## [Saved data entries]
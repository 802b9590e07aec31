//! Local disk volume plugin.
//!
//! Passes a host block device or disk file straight through to the VMM. The
//! connection's `path` attribute names the source; nothing is provisioned,
//! so `delete` only has to forget the volume.

use std::path::PathBuf;

use async_trait::async_trait;

use super::Result;
use super::VolumeError;
use super::VolumePlugin;
use crate::machine::VolumeAccess;
use crate::machine::VolumeSpec;
use crate::machine::VolumeState;
use crate::machine::VolumeStatus;

pub const PLUGIN_NAME: &str = "local-disk";

const PATH_ATTRIBUTE: &str = "path";

#[derive(Default, Debug)]
pub struct LocalDiskPlugin;

#[async_trait]
impl VolumePlugin for LocalDiskPlugin {
    fn name(&self) -> &'static str {
        PLUGIN_NAME
    }

    async fn apply(&self, _machine_id: &str, volume: &VolumeSpec) -> Result<VolumeStatus> {
        let path: PathBuf = volume
            .connection
            .attributes
            .get(PATH_ATTRIBUTE)
            .map(PathBuf::from)
            .ok_or(VolumeError::MissingAttribute {
                volume: volume.name.clone(),
                attribute: PATH_ATTRIBUTE,
            })?;

        match tokio::fs::try_exists(&path).await {
            Ok(true) => {}
            Ok(false) => {
                return Err(VolumeError::SourceMissing { volume: volume.name.clone(), path })
            }
            Err(source) => return Err(VolumeError::Io { path, source }),
        }

        Ok(VolumeStatus {
            name: volume.name.clone(),
            handle: volume.connection.handle.clone(),
            state: VolumeState::Prepared,
            access: Some(VolumeAccess::File { path }),
        })
    }

    async fn delete(&self, _machine_id: &str, _handle: &str) -> Result<()> {
        Ok(())
    }
}

#[cfg(test)]
mod tests {
    use super::*;
    use crate::machine::VolumeConnection;

    fn volume(path: Option<&str>) -> VolumeSpec {
        let mut connection = VolumeConnection {
            driver: PLUGIN_NAME.into(),
            handle: "vol-1".into(),
            ..Default::default()
        };
        if let Some(path) = path {
            connection.attributes.insert(PATH_ATTRIBUTE.into(), path.into());
        }
        VolumeSpec { name: "data".into(), device: None, connection, deleted_at: None }
    }

    #[tokio::test]
    async fn prepares_existing_paths() {
        let dir = tempfile::tempdir().unwrap();
        let disk = dir.path().join("disk.raw");
        tokio::fs::write(&disk, b"").await.unwrap();

        let status = LocalDiskPlugin
            .apply("m-1", &volume(disk.to_str()))
            .await
            .unwrap();
        assert_eq!(status.state, VolumeState::Prepared);
        assert_eq!(status.handle, "vol-1");
        assert_eq!(status.access, Some(VolumeAccess::File { path: disk }));
    }

    #[tokio::test]
    async fn rejects_missing_path_attribute() {
        let err = LocalDiskPlugin.apply("m-1", &volume(None)).await.unwrap_err();
        assert!(matches!(err, VolumeError::MissingAttribute { .. }));
    }

    #[tokio::test]
    async fn rejects_absent_source() {
        let err = LocalDiskPlugin
            .apply("m-1", &volume(Some("/does/not/exist")))
            .await
            .unwrap_err();
        assert!(matches!(err, VolumeError::SourceMissing { .. }));
    }
}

## [TASK INSTRUCTIONS]
Reproduce the records exactly as they appear.

## [ANSWER]
repository 802b9590e07aec31
//! Local disk volume plugin.
//!
//! Passes a host block device or disk file straight through to the VMM. The
//! connection's `path` attribute names the source; nothing is provisioned,
//! so `delete` only has to forget the volume.

use std::path::PathBuf;

use async_trait::async_trait;

use super::Result;
use super::VolumeError;
use super::VolumePlugin;
use crate::machine::VolumeAccess;
use crate::machine::VolumeSpec;
use crate::machine::VolumeState;
use crate::machine::VolumeStatus;

pub const PLUGIN_NAME: &str = "local-disk";

const PATH_ATTRIBUTE: &str = "path";

#[derive(Default, Debug)]
pub struct LocalDiskPlugin;

#[async_trait]
impl VolumePlugin for LocalDiskPlugin {
    fn name(&self) -> &'static str {
        PLUGIN_NAME
    }

    async fn apply(&self, _machine_id: &str, volume: &VolumeSpec) -> Result<VolumeStatus> {
        let path: PathBuf = volume
            .connection
            .attributes
            .get(PATH_ATTRIBUTE)
            .map(PathBuf::from)
            .ok_or(VolumeError::MissingAttribute {
                volume: volume.name.clone(),
                attribute: PATH_ATTRIBUTE,
            })?;

        match tokio::fs::try_exists(&path).await {
            Ok(true) => {}
            Ok(false) => {
                return Err(VolumeError::SourceMissing { volume: volume.name.clone(), path })
            }
            Err(source) => return Err(VolumeError::Io { path, source }),
        }

        Ok(VolumeStatus {
            name: volume.name.clone(),
            handle: volume.connection.handle.clone(),
            state: VolumeState::Prepared,
            access: Some(VolumeAccess::File { path }),
        })
    }

    async fn delete(&self, _machine_id: &str, _handle: &str) -> Result<()> {
        Ok(())
    }
}

#[cfg(test)]
mod tests {
    use super::*;
    use crate::machine::VolumeConnection;

    fn volume(path: Option<&str>) -> VolumeSpec {
        let mut connection = VolumeConnection {
            driver: PLUGIN_NAME.into(),
            handle: "vol-1".into(),
            ..Default::default()
        };
        if let Some(path) = path {
            connection.attributes.insert(PATH_ATTRIBUTE.into(), path.into());
        }
        VolumeSpec { name: "data".into(), device: None, connection, deleted_at: None }
    }

    #[tokio::test]
    async fn prepares_existing_paths() {
        let dir = tempfile::tempdir().unwrap();
        let disk = dir.path().join("disk.raw");
        tokio::fs::write(&disk, b"").await.unwrap();

        let status = LocalDiskPlugin
            .apply("m-1", &volume(disk.to_str()))
            .await
            .unwrap();
        assert_eq!(status.state, VolumeState::Prepared);
        assert_eq!(status.handle, "vol-1");
        assert_eq!(status.access, Some(VolumeAccess::File { path: disk }));
    }

    #[tokio::test]
    async fn rejects_missing_path_attribute() {
        let err = LocalDiskPlugin.apply("m-1", &volume(None)).await.unwrap_err();
        assert!(matches!(err, VolumeError::MissingAttribute { .. }));
    }

    #[tokio::test]
    async fn rejects_absent_source() {
        let err = LocalDiskPlugin
            .apply("m-1", &volume(Some("/does/not/exist")))
            .await
            .unwrap_err();
        assert!(matches!(err, VolumeError::SourceMissing { .. }));
    }
}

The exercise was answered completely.